All results of our simulation study are presented in Tables 2–4. The numbers are based on the 3000 generated datasets for all models except the AR-1 mixed-effects model with random intercept, since this model was not estimable for all datasets. The percentage of datasets for which the model did not converge varied between 1 and 50 depending on the scenario.

Table 3 Results of simulation study for the AXL inhibition experiment with 6 mice per group and 15 measurements per mouse²⁹.

Full size table

Table 4 Results of simulation study for the SHP2 inhibition experiment with 10 mice per group and 7 measurements per mouse³⁰.

Full size table

Sensitivity analysis

Judging from the results above, the AR-1 model was favoured in our main simulation study. This may have been partly due to the fact that in the data generating mechanism we used an AR-1 correlation structure as well. However, when data were generated under autocorrelations not exactly AR-1, unbiased estimates of the interaction effect were obtained under all scenarios but the type I error rates were inflated and the coverage rates were deflated, depending on the magnitude of the misspecification of the variance-covariance matrix (Table 5, Fig. 1). If the alternative correlation pattern used to generate data was not very different from AR-1, which was true for specific numbers of measurements per mouse and parameter values θ and ρ that defined the association between two measurements on consecutive days, then its performance was acceptable under all examined scenarios. Nonetheless, we observed larger type I error and smaller coverage with larger misspecification of the association between repeated measurements using the AR-1 model. When data generated under correlation decreasing linearly with time were analysed with compound symmetry or independent correlation structures, coverage and type I error were severely non-nominal (data not shown).

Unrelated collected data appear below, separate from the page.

#[derive(Debug, Clone, Copy, Default, PartialEq, Eq)]
pub enum MainTab {
    #[default]
    Dashboard,
    SocialExperience,
    Network,
    Messaging,
    EquityTrading,
    ExpertMarketplace,
    Intelligence,
    MyVentures,
    MyServices,
    Profile,
}

impl MainTab {
    pub fn as_str(self) -> &'static str {
        match self {
            MainTab::Dashboard => "dashboard",
            MainTab::SocialExperience => "social-experience",
            MainTab::Network => "network",
            MainTab::Messaging => "messaging",
            MainTab::EquityTrading => "equity-trading",
            MainTab::ExpertMarketplace => "expert-marketplace",
            MainTab::Intelligence => "intelligence",
            MainTab::MyVentures => "my-ventures",
            MainTab::MyServices => "my-services",
            MainTab::Profile => "profile",
        }
    }
}

#[derive(Debug, Clone, Copy, PartialEq, Eq)]
pub enum TradingTab {
    PortfolioSummary,
}

/// Shell state: which main tab is shown and which overlays are open.
#[derive(Debug, Clone, Default, PartialEq, Eq)]
pub struct NavigationState {
    pub active: MainTab,
    pub initial_trading_tab: Option<TradingTab>,
    pub menu_open: bool,
    pub profile_dropdown_open: bool,
    pub notifications_open: bool,
    supports_trading_tab: bool,
}

impl NavigationState {
    pub fn new(supports_trading_tab: bool) -> Self {
        Self {
            supports_trading_tab,
            ..Self::default()
        }
    }

    pub fn toggle_menu(&mut self) {
        self.menu_open = !self.menu_open;
    }

    pub fn toggle_profile_dropdown(&mut self) {
        self.profile_dropdown_open = !self.profile_dropdown_open;
    }

    pub fn toggle_notifications(&mut self) {
        self.notifications_open = !self.notifications_open;
    }

    pub fn select(&mut self, tab: MainTab) {
        self.active = tab;
    }

    /// Only shells that accept an initial trading tab react to this.
    pub fn open_my_investments(&mut self) {
        if self.supports_trading_tab {
            self.initial_trading_tab = Some(TradingTab::PortfolioSummary);
            self.active = MainTab::EquityTrading;
            self.profile_dropdown_open = false;
        }
    }

    pub fn open_my_ventures(&mut self) {
        self.open_from_dropdown(MainTab::MyVentures);
    }

    pub fn open_my_services(&mut self) {
        self.open_from_dropdown(MainTab::MyServices);
    }

    pub fn open_profile(&mut self) {
        self.open_from_dropdown(MainTab::Profile);
    }

    fn open_from_dropdown(&mut self, tab: MainTab) {
        self.active = tab;
        self.profile_dropdown_open = false;
    }
}

#[cfg(test)]
mod tests {
    use super::*;

    #[test]
    fn toggles_flip_state() {
        let mut nav = NavigationState::new(true);
        nav.toggle_menu();
        nav.toggle_notifications();
        assert!(nav.menu_open);
        assert!(nav.notifications_open);
        nav.toggle_menu();
        assert!(!nav.menu_open);
    }

    #[test]
    fn dropdown_shortcuts_select_tab_and_close_dropdown() {
        let mut nav = NavigationState::new(false);
        nav.toggle_profile_dropdown();
        nav.open_my_ventures();
        assert_eq!(nav.active, MainTab::MyVentures);
        assert!(!nav.profile_dropdown_open);

        nav.toggle_profile_dropdown();
        nav.open_profile();
        assert_eq!(nav.active.as_str(), "profile");
        assert!(!nav.profile_dropdown_open);
    }

    #[test]
    fn my_investments_needs_trading_tab_support() {
        let mut nav = NavigationState::new(false);
        nav.toggle_profile_dropdown();
        nav.open_my_investments();
        assert_eq!(nav.active, MainTab::Dashboard);
        assert!(nav.profile_dropdown_open);

        let mut nav = NavigationState::new(true);
        nav.toggle_profile_dropdown();
        nav.open_my_investments();
        assert_eq!(nav.active, MainTab::EquityTrading);
        assert_eq!(nav.initial_trading_tab, Some(TradingTab::PortfolioSummary));
        assert!(!nav.profile_dropdown_open);
    }
}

Table 5 Results from simulation study with data generated under a linearly decreasing correlation structure*.

Full size table

Discussion

We demonstrate that in tumour growth experiments unbiased estimates of the difference in tumour growth rates by treatment group, i.e., the interaction term, and confidence intervals with nominal coverage can be obtained using a linear regression model with an autoregressive (AR-1) variance-covariance structure. These conclusions hold for a wide range of realistic scenarios based on three previous experiments with small numbers of mice and highly correlated longitudinal measurements. Although we recommend this method, which is relatively simple and implemented in all major statistical software packages, results need to be interpreted with care because type I errors could be somewhat inflated due to misspecification of the covariance structure.

Longitudinal data is usually analysed using mixed-effects models, where repeated measurements are nested within subjects. Many researchers apply random intercept only models, where the intercept is the only parameter that varies between subjects while all other parameters, e.g., the time slope, are fixed. However, in our simulation study we experienced that such models do not always converge. In some of the evaluated scenarios, we detected non-convergence problems in up to 50% of the simulated datasets. Since experimental mice are genetically identical and share the same environment, there is a small variability of the log-volume at the time of randomization between mice suggesting very similar estimations of individual mouse intercepts.

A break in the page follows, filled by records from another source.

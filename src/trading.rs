use std::collections::{BTreeMap, HashMap};

use chrono::{Datelike, Duration, NaiveDate};
use serde::Serialize;

use crate::filter::{self, Field, Predicate, Selection};
use crate::market;
use crate::models::{Deal, StageId, Trade};

/// Bucket size for the trading growth series.
#[derive(Debug, Clone, Copy, Default, PartialEq, Eq, Serialize, clap::ValueEnum)]
#[serde(rename_all = "lowercase")]
pub enum InsightPeriod {
    Daily,
    Weekly,
    #[default]
    Monthly,
    Quarterly,
}

impl InsightPeriod {
    pub fn label(self) -> &'static str {
        match self {
            InsightPeriod::Daily => "Daily insights",
            InsightPeriod::Weekly => "Weekly insights",
            InsightPeriod::Monthly => "Monthly insights",
            InsightPeriod::Quarterly => "Quarterly insights",
        }
    }

    fn bucket_start(self, date: NaiveDate) -> NaiveDate {
        match self {
            InsightPeriod::Daily => date,
            InsightPeriod::Weekly => {
                date - Duration::days(i64::from(date.weekday().num_days_from_monday()))
            }
            InsightPeriod::Monthly => {
                NaiveDate::from_ymd_opt(date.year(), date.month(), 1).unwrap_or(date)
            }
            InsightPeriod::Quarterly => {
                NaiveDate::from_ymd_opt(date.year(), date.month0() / 3 * 3 + 1, 1).unwrap_or(date)
            }
        }
    }

    fn bucket_label(self, start: NaiveDate) -> String {
        match self {
            InsightPeriod::Daily => start.format("%b %-d").to_string(),
            InsightPeriod::Weekly => start.format("Week of %b %-d").to_string(),
            InsightPeriod::Monthly => start.format("%b %Y").to_string(),
            InsightPeriod::Quarterly => format!("Q{} {}", start.month0() / 3 + 1, start.year()),
        }
    }
}

/// Which breakdowns the trading dashboard charts.
#[derive(Debug, Clone, Copy, Default, PartialEq, Eq, Serialize, clap::ValueEnum)]
#[serde(rename_all = "kebab-case")]
pub enum MarketFocus {
    #[default]
    AllDeals,
    Industry,
    Geo,
    PrimarySecondary,
}

impl MarketFocus {
    pub fn label(self) -> &'static str {
        match self {
            MarketFocus::AllDeals => "All deals",
            MarketFocus::Industry => "Industry focus",
            MarketFocus::Geo => "Geo focus",
            MarketFocus::PrimarySecondary => "Primary/Secondary market",
        }
    }

    pub fn breakdowns(self, trades: &[&Trade]) -> Vec<Breakdown> {
        let per_market = || Breakdown {
            title: "Trades per Market (Geo)",
            shares: trades_per(trades, |trade| trade.market.as_str()),
        };
        let per_industry = || Breakdown {
            title: "Trades per Industry",
            shares: trades_per(trades, |trade| trade.industry.as_str()),
        };
        match self {
            MarketFocus::AllDeals => vec![per_market(), per_industry()],
            MarketFocus::Industry => vec![per_industry()],
            MarketFocus::Geo => vec![per_market()],
            MarketFocus::PrimarySecondary => vec![Breakdown {
                title: "Primary vs Secondary",
                shares: trades_per(trades, |trade| trade.trade_type.label()),
            }],
        }
    }
}

#[derive(Debug, Clone, PartialEq, Serialize)]
pub struct TradeShare {
    pub label: String,
    pub count: usize,
    pub volume: f64,
}

#[derive(Debug, Clone, PartialEq, Serialize)]
pub struct Breakdown {
    pub title: &'static str,
    pub shares: Vec<TradeShare>,
}

impl Breakdown {
    /// Pie labels by trade count, `"<label>: <share>%"`.
    pub fn share_labels(&self) -> Vec<String> {
        let total: usize = self.shares.iter().map(|share| share.count).sum();
        self.shares
            .iter()
            .map(|share| {
                let percent = market::share_percent(share.count as f64, total as f64);
                format!("{}: {percent:.0}%", share.label)
            })
            .collect()
    }
}

const UNSPECIFIED: &str = "Unspecified";

/// Groups trades by `key`, busiest group first.
pub fn trades_per<'a, F>(trades: &[&'a Trade], key: F) -> Vec<TradeShare>
where
    F: Fn(&'a Trade) -> &'a str,
{
    let mut map: HashMap<&str, (usize, f64)> = HashMap::new();
    for trade in trades {
        let label = key(*trade).trim();
        let label = if label.is_empty() { UNSPECIFIED } else { label };
        let entry = map.entry(label).or_insert((0, 0.0));
        entry.0 += 1;
        entry.1 += trade.trade_value;
    }

    let mut shares: Vec<TradeShare> = map
        .into_iter()
        .map(|(label, (count, volume))| TradeShare {
            label: label.to_string(),
            count,
            volume,
        })
        .collect();
    shares.sort_by(|a, b| b.count.cmp(&a.count).then_with(|| a.label.cmp(&b.label)));
    shares
}

#[derive(Debug, Clone, PartialEq, Serialize)]
pub struct GrowthPoint {
    pub period: String,
    pub trades: usize,
    pub volume: f64,
}

/// Trading volume per period bucket, oldest bucket first.
pub fn trading_growth(trades: &[&Trade], period: InsightPeriod) -> Vec<GrowthPoint> {
    let mut buckets: BTreeMap<NaiveDate, (usize, f64)> = BTreeMap::new();
    for trade in trades {
        let start = period.bucket_start(trade.trade_date_time.date_naive());
        let entry = buckets.entry(start).or_insert((0, 0.0));
        entry.0 += 1;
        entry.1 += trade.trade_value;
    }

    buckets
        .into_iter()
        .map(|(start, (trades, volume))| GrowthPoint {
            period: period.bucket_label(start),
            trades,
            volume,
        })
        .collect()
}

#[derive(Debug, Clone, Default, PartialEq, Eq)]
pub struct TradeFilter {
    pub search: String,
    pub market: Selection,
    pub industry: Selection,
}

impl TradeFilter {
    fn predicates(&self) -> Vec<Predicate> {
        vec![
            Predicate::Search(
                vec![Field::Name, Field::Buyer, Field::Seller],
                self.search.clone(),
            ),
            Predicate::Equals(Field::Region, self.market.clone()),
            Predicate::Equals(Field::Industry, self.industry.clone()),
        ]
    }

    /// Matching trades in the order supplied.
    pub fn apply<'a>(&self, trades: &'a [Trade]) -> Vec<&'a Trade> {
        filter::apply(trades, &self.predicates())
    }
}

impl Trade {
    pub fn seller_label(&self) -> &str {
        self.investor_seller_name
            .as_deref()
            .map(str::trim)
            .filter(|name| !name.is_empty())
            .unwrap_or("-")
    }
}

#[derive(Debug, Clone, Copy, PartialEq, Serialize)]
#[serde(rename_all = "camelCase")]
pub struct InvestmentStats {
    pub deals_count: usize,
    pub total_deal_volume: f64,
    pub active_deals_in_pipeline: usize,
}

impl InvestmentStats {
    pub const DEALS_TARGET: f64 = 20.0;
    pub const VOLUME_TARGET: f64 = 5_000_000.0;
    pub const ACTIVE_TARGET: f64 = 10.0;

    /// Deals that have not reached closing count as active.
    pub fn from_deals(deals: &[Deal]) -> Self {
        Self {
            deals_count: deals.len(),
            total_deal_volume: deals.iter().map(|deal| deal.amount).sum(),
            active_deals_in_pipeline: deals
                .iter()
                .filter(|deal| deal.stage != StageId::Closing)
                .count(),
        }
    }

    /// Progress-bar fill against the fixed targets, capped at 100.
    pub fn bar_percentages(&self) -> [u8; 3] {
        let fill = |value: f64, target: f64| (100.0 * value / target).round().clamp(0.0, 100.0) as u8;
        [
            fill(self.deals_count as f64, Self::DEALS_TARGET),
            fill(self.total_deal_volume, Self::VOLUME_TARGET),
            fill(self.active_deals_in_pipeline as f64, Self::ACTIVE_TARGET),
        ]
    }
}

Guerin and Stroup²² performed a simulation study on repeated measures data and analysed them with random intercept only models with several variance-covariance matrix structures. Their study is very similar to ours in terms of the research goal, and it was the only study that evaluated properties of the interaction term. Exploring type I error rates, convergence and several model selection criteria, they concluded that the Kenward-Roger correction should be used with small sample sizes. However, they also experienced non-convergence problems with the random intercept model. The authors proposed dropping the between subject random intercept if its variance is approximately zero, i.e., using a model with only fixed parameters.

Wang and Goonewardene²³ explored the use of random intercept only models for repeated measures data in animal experiments and recommended a model with the first order ante dependence (ANTE(1)) covariance structure, which allowed for unequal variances over time and unequal correlations and covariance among different pairs of measurements. This recommendation was based on small sample behaviour of typical animal experiments conducted in animal health and agricultural settings however where animals are not identical, e.g. steers or cows.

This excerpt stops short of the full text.